(Collected data)

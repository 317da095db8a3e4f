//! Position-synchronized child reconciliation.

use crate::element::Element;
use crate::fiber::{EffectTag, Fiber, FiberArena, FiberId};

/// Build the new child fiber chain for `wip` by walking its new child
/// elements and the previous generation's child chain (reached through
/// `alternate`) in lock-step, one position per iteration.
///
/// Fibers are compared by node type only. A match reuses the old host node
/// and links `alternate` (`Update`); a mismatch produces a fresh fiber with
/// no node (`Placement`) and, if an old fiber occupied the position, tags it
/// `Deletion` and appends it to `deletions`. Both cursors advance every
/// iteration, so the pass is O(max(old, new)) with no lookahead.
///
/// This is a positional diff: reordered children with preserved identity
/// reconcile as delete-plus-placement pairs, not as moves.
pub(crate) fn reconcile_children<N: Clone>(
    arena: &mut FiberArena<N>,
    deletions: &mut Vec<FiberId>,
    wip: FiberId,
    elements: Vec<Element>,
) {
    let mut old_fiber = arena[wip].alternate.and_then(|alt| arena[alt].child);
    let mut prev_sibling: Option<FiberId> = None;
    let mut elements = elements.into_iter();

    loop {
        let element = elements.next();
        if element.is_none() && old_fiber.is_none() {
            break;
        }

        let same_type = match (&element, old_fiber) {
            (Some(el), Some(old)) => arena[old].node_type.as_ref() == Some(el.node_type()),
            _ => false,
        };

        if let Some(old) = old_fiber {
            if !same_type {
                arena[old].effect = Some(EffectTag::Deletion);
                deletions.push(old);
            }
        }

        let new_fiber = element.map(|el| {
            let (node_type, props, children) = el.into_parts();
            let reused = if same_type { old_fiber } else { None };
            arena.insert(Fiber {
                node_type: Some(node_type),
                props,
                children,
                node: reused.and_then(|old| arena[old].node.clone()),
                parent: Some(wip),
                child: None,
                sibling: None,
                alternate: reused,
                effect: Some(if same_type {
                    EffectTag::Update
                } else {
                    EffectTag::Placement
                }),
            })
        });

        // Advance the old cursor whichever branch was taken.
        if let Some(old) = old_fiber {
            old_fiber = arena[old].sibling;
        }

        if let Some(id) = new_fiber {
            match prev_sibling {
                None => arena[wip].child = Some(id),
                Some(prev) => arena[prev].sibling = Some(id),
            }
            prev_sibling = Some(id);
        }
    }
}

## [INSTRUCTIONS TO FOLLOW]
Find the word "FiberId" in the entries above. Copy every line that has it.

## [ANSWER SPACE]
use crate::fiber::{EffectTag, Fiber, FiberArena, FiberId};
    deletions: &mut Vec<FiberId>,
    wip: FiberId,
    let mut prev_sibling: Option<FiberId> = None;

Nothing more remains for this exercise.